Family Magazine

What’s the Point?

By Stevemiranda

I got this note from a former student—I gotta say, one of my favorite former students—who said he had planned on writing this as a response to a recent post about the proper role of the classroom teacher.

This reminds me of an assignment for a class I took my senior year of high school. The class was an elective called Literature and Philosophy that 30 or so seniors had chosen to take instead of AP Western Literature. The registration guide said we would examine the fundamental assumptions driving our culture in an attempt to find an answer to the question: What do people want? This sounded loads more interesting than another year of literary critique and production of sample writing to demonstrate whatever style or technique was the focus that week.

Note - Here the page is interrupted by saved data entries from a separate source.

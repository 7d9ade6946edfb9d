//! MemTable Module
//!
//! In-memory write buffers and the list of buffers waiting to be flushed.
//!
//! ## Responsibilities
//! - Hold versioned entries ordered by user key, newest sequence first
//! - Track approximate size and raise a flush request when full
//! - Keep immutable memtables in a refcounted, copy-on-write list version
//! - Hand memtables to flush jobs and install (or roll back) their results
//!
//! ## Ownership
//! ```text
//!   ColumnFamilyData ──ref──▶ MemTable (active)
//!   SuperVersion     ──ref──▶ MemTable, MemTableListVersion
//!   MemTableListVersion ─ref─▶ MemTable (immutable, newest first)
//! ```
//! Every arrow is one logical reference. A memtable whose count reaches zero
//! is collected into a to-free list and dropped after the engine lock is
//! released.

mod list;
mod table;

pub use list::{MemTableList, MemTableListVersion};
pub use table::{FlushState, MemTable};
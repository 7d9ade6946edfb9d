//! In-memory log, used when no log directory is configured

use crate::error::Result;

use super::LogWriter;

#[derive(Debug, Default)]
pub struct MemoryLogWriter {
    number: u64,
    records: Vec<Vec<u8>>,
    syncs: u64,
}

impl MemoryLogWriter {
    pub fn new(number: u64) -> Self {
        Self {
            number,
            ..Self::default()
        }
    }

    pub fn records(&self) -> &[Vec<u8>] {
        &self.records
    }

    pub fn syncs(&self) -> u64 {
        self.syncs
    }
}

impl LogWriter for MemoryLogWriter {
    fn add_record(&mut self, record: &[u8]) -> Result<()> {
        self.records.push(record.to_vec());
        Ok(())
    }

    fn sync(&mut self) -> Result<()> {
        self.syncs += 1;
        Ok(())
    }

    fn log_number(&self) -> u64 {
        self.number
    }

    fn records_written(&self) -> u64 {
        self.records.len() as u64
    }
}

After a year of reading everything from modern short stories and news articles to indigenous creation myths we got to the time of year when acceptance letters come in, the sun comes out, and a highly communicable condition called senioritis starts spreading around. It was then, seven years ago give or take a week, that our teacher informed the class that we had all successfully completed 75% of the graded coursework and that he was very pleased with the learning in our class thus far. He said that he realized many of us had already been accepted to college and had other things to think about than the grade we would receive on our final paper in the class. He told us that anyone who chose not to complete the final assignment would receive a passing grade of C as we had all gotten much out of the course already. He then gave us our final assignment, to write a 5-page paper, properly sourced, answering the following question: What is the point?

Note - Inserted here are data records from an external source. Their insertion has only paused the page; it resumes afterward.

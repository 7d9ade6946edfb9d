//! Super Version Module
//!
//! An immutable bundle of everything a read needs from one column family:
//! the active memtable, the immutable memtable list version and the on-disk
//! version, stamped with the column family's super version number.
//!
//! ## Lifecycle
//! ```text
//!   new() ── refs = 1 (held by the column family)
//!     │
//!     ├── ref_() / unref()     readers and thread-local caches
//!     │
//!     └── unref() == true      exactly one caller sees the last reference
//!             │
//!             ├── prepare_release()   engine lock held: drop memtable refs,
//!             │                       collect memtables that reached zero
//!             └── finish_release()    lock released: free them
//! ```
//! Memory is owned by `Arc`; `refs` tracks logical ownership so the expensive
//! part of teardown never runs while the engine lock is held.

use std::sync::atomic::{AtomicBool, AtomicU32, Ordering};
use std::sync::Arc;

use parking_lot::Mutex;

use crate::memtable::{MemTable, MemTableListVersion};
use crate::options::ColumnFamilyOptions;
use crate::version::Version;

pub struct SuperVersion {
    pub mem: Arc<MemTable>,
    pub imm: Arc<MemTableListVersion>,
    pub current: Arc<Version>,
    pub options: Arc<ColumnFamilyOptions>,
    pub version_number: u64,
    refs: AtomicU32,
    released: AtomicBool,
    to_delete: Mutex<Vec<Arc<MemTable>>>,
}

impl SuperVersion {
    /// Take references on `mem` and `imm`. The result starts with one
    /// reference owned by the caller.
    pub fn new(
        mem: Arc<MemTable>,
        imm: Arc<MemTableListVersion>,
        current: Arc<Version>,
        options: Arc<ColumnFamilyOptions>,
        version_number: u64,
    ) -> Arc<Self> {
        mem.ref_();
        imm.ref_();
        Arc::new(Self {
            mem,
            imm,
            current,
            options,
            version_number,
            refs: AtomicU32::new(1),
            released: AtomicBool::new(false),
            to_delete: Mutex::new(Vec::new()),
        })
    }

    pub fn ref_(&self) {
        self.refs.fetch_add(1, Ordering::AcqRel);
    }

    /// Drop one reference; true for the single caller that dropped the last.
    pub fn unref(&self) -> bool {
        let prev = self.refs.fetch_sub(1, Ordering::AcqRel);
        debug_assert!(prev > 0, "super version {} unref below zero", self.version_number);
        prev == 1
    }

    pub fn refs(&self) -> u32 {
        self.refs.load(Ordering::Acquire)
    }

    /// First half of teardown, engine lock held. Releases this bundle's
    /// memtable references and parks memtables that reached zero until
    /// [`finish_release`](Self::finish_release). Returns their ids.
    pub fn prepare_release(&self) -> Vec<u64> {
        let already = self.released.swap(true, Ordering::AcqRel);
        debug_assert!(!already, "super version {} released twice", self.version_number);
        debug_assert_eq!(self.refs(), 0);

        let mut to_delete = self.to_delete.lock();
        if self.mem.unref() {
            to_delete.push(Arc::clone(&self.mem));
        }
        self.imm.unref(&mut to_delete);
        to_delete.iter().map(|m| m.id()).collect()
    }

    /// Second half of teardown, engine lock released. Frees the parked
    /// memtables and returns their ids.
    pub fn finish_release(&self) -> Vec<u64> {
        let freed: Vec<Arc<MemTable>> = std::mem::take(&mut *self.to_delete.lock());
        freed.iter().map(|m| m.id()).collect()
    }

    pub fn is_released(&self) -> bool {
        self.released.load(Ordering::Acquire)
    }
}

impl std::fmt::Debug for SuperVersion {
    fn fmt(&self, f: &mut std::fmt::Formatter<'_>) -> std::fmt::Result {
        f.debug_struct("SuperVersion")
            .field("version_number", &self.version_number)
            .field("refs", &self.refs())
            .field("mem", &self.mem.id())
            .field("imm", &self.imm.len())
            .finish()
    }
}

I was struck by the simplicity of the question and the complexity of the answer. Later that day I jokingly contemplated with a friend what would happen if we turned in, “Answer: There is no point,” with each word on a separate page. In the midst of attending school board meetings and writing letters to the district superintendent to preserve funding for our outdoor education program, coordinating the biology lessons for an overnight desert ecology trip to Eastern Washington for a bunch of freshmen, and all the usual things that high school seniors think about during their final month of school, I found little motivation to do any work that wasn’t required of me.

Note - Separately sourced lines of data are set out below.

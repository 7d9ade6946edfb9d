//! Tests for WriteController
//!
//! These tests verify:
//! - Stop and delay tokens count outstanding conditions
//! - Token bucket delay arithmetic
//! - Callers at the same instant queue behind each other
//! - Refill is capped

use std::sync::Arc;

use atlasdb::write_controller::{WriteController, WriteStallToken};

// =============================================================================
// Helper Functions
// =============================================================================

fn controller(rate: u64) -> Arc<WriteController> {
    Arc::new(WriteController::new(rate))
}

// =============================================================================
// Token Tests
// =============================================================================

#[test]
fn test_tokens_track_conditions() {
    let wc = controller(10);
    assert!(!wc.is_stopped());
    assert!(!wc.needs_delay());

    let stop1 = wc.get_stop_token();
    let stop2 = wc.get_stop_token();
    let delay = wc.get_delay_token();
    assert!(wc.is_stopped());
    assert!(wc.needs_delay());

    drop(stop1);
    assert!(wc.is_stopped());
    drop(stop2);
    assert!(!wc.is_stopped());
    assert!(wc.needs_delay());
    drop(delay);
    assert!(!wc.needs_delay());
}

#[test]
fn test_stall_token_kinds() {
    let wc = controller(10);
    let stop = WriteStallToken::Stop(wc.get_stop_token());
    let delay = WriteStallToken::Delay(wc.get_delay_token());
    assert!(stop.is_stop());
    assert!(!delay.is_stop());
    drop((stop, delay));
    assert!(!wc.is_stopped());
    assert!(!wc.needs_delay());
}

// =============================================================================
// Delay Arithmetic Tests
// =============================================================================

#[test]
fn test_zero_bytes_never_wait() {
    let wc = controller(10);
    assert_eq!(wc.get_delay(0, 0), 0);
    assert_eq!(wc.get_delay(5, 0), 0);
}

#[test]
fn test_deficit_rounds_up() {
    let wc = controller(10);
    // Empty bucket, 25 bytes at 10 bytes/us -> ceil(2.5) = 3us.
    assert_eq!(wc.get_delay(0, 25), 3);
}

#[test]
fn test_same_instant_callers_queue_up() {
    let wc = controller(10);
    assert_eq!(wc.get_delay(0, 25), 3);
    // 5 bytes left over from the rounded-up delay; the next 25 need 20
    // more (2us) after the 3us already granted.
    assert_eq!(wc.get_delay(0, 25), 5);
}

#[test]
fn test_writer_after_sleep_pays_for_new_bytes() {
    let wc = controller(10);
    assert_eq!(wc.get_delay(0, 25), 3);
    // The 3us of refill went to the first write; only the 5 surplus bytes
    // remain, so another 25 bytes right after the sleep wait 2us more.
    assert_eq!(wc.get_delay(3, 25), 2);
}

#[test]
fn test_huge_requests_saturate() {
    let wc = controller(2);
    assert_eq!(wc.get_delay(0, u64::MAX), u64::MAX.div_ceil(2));
    // The refill clock saturates instead of wrapping.
    assert_eq!(wc.get_delay(0, u64::MAX), u64::MAX);
}

#[test]
fn test_elapsed_time_refills() {
    let wc = controller(10);
    assert_eq!(wc.get_delay(0, 25), 3);
    // By t=10 the bucket holds 5 + 7 * 10 = 75 bytes.
    assert_eq!(wc.get_delay(10, 75), 0);
    assert_eq!(wc.get_delay(10, 1), 1);
}

#[test]
fn test_refill_is_capped() {
    let wc = controller(1);
    assert_eq!(wc.get_delay(0, 0), 0);
    // Ten idle seconds credit at most one second of rate.
    assert_eq!(wc.get_delay(10_000_000, 1_000_000), 0);
    assert_eq!(wc.get_delay(10_000_000, 1), 1);
}

#[test]
fn test_rate_change_applies_to_next_call() {
    let wc = controller(10);
    wc.set_delayed_write_rate(100);
    assert_eq!(wc.delayed_write_rate(), 100);
    assert_eq!(wc.get_delay(0, 250), 3);

    wc.set_delayed_write_rate(0);
    assert_eq!(wc.delayed_write_rate(), 1);
}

As I thought more about the prompt, I had some realizations. The first was that rather than requiring us to write this essay, our teacher had actually justified blowing it off. The second was that I was enjoying thinking about it. It hardly seemed like work to put energy towards things I enjoyed that no one was requiring me to do. After all, that was the nature of my involvement with the outdoor education program in to which I was sinking so many hours.

Over the next month I would generate over 4,000 words on this topic and many more stand alone fragments of thought that didn’t quite fit anywhere with what I already had. I incorporated ideas from media presented in class, group dynamics and interactions among classmates, readings I had done outside of class, concepts from my physics class, and even the promotional materials of the college I would attend the next year. I produced several pieces of writing and musings during this time and received feedback on them from my teacher, classmates, and parents. I workshopped, to use the literary term, my response with many people, but I never turned in a final draft. I found it was entirely unnecessary to me to get a grade on that assignment. There was no mechanism in place for me to receive, let alone benefit, from any feedback given on a final draft turned in at the end of the year. The result of this was the reception of my lowest grade in an English class to date.

What I learned from that class and had clarified by that assignment was what I wanted from my education. I wanted my learning to be supported, not required of me. I wanted an environment where I could experiment and fail or succeed with someone to give constructive feedback and encouragement regardless of the outcome. This was not always possible in the education structure of my high school, but it stuck with me when teachers made an effort to provide it.